Begay thought back, and remembered. “Because if I wasn't, I'd still be doing it?”

“Right.” Vanderbeck nodded.

I looked at him. “And what do you do?” I asked with an impulsiveness that surprised me. “What's your profession?”

The shaman smiled at me. “I'm retired. I don't do anything. I'm like you.”

How had he known that I didn't have a regular job? I felt frustrated by him, and the frustration drove another question out of my mouth.

“What were you doing there on Luciano Marcus's land?”

“Oh,” said the shaman. “I go by to look things over now and then. I take it that you're working for Luciano Marcus for the time being.

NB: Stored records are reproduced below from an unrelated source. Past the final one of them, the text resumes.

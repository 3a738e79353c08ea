// storefront/src/models/user.rs

use chrono::{DateTime, Utc};
use serde::{Deserialize, Serialize};

#[derive(Debug, Clone, PartialEq, Eq, Serialize, Deserialize)]
#[serde(rename_all = "camelCase")]
pub struct User {
  pub id: String,
  pub email: String,
  #[serde(default, skip_serializing_if = "Option::is_none")]
  pub display_name: Option<String>,
  #[serde(default, skip_serializing_if = "Option::is_none")]
  pub created_at: Option<DateTime<Utc>>,
}

impl User {
  pub fn new(id: impl Into<String>, email: impl Into<String>) -> Self {
    Self {
      id: id.into(),
      email: email.into(),
      display_name: None,
      created_at: None,
    }
  }
}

Well, I'm working for Linda, my sister-in-law, for the time being. Next time you see your boss, tell him I'll be along for a talk one of these days. We should try to get this cranberry bog business settled out of court, if we can.”

“Marcus has men all over the grounds. How come nobody saw you and stopped you?”

The shaman drank his beer. “Beats me,” he said. “I've never understood why people ignore me as much as they do. Say, Toni, I think it's time for us to meet your mother for that walk. Let's get going.”

Joe Begay and I exchanged looks, got up, and followed his wife and her uncle out of the house. As we did, I said, “Someday maybe you'll tell me what you used to do when you weren't arranging for gidget sales.”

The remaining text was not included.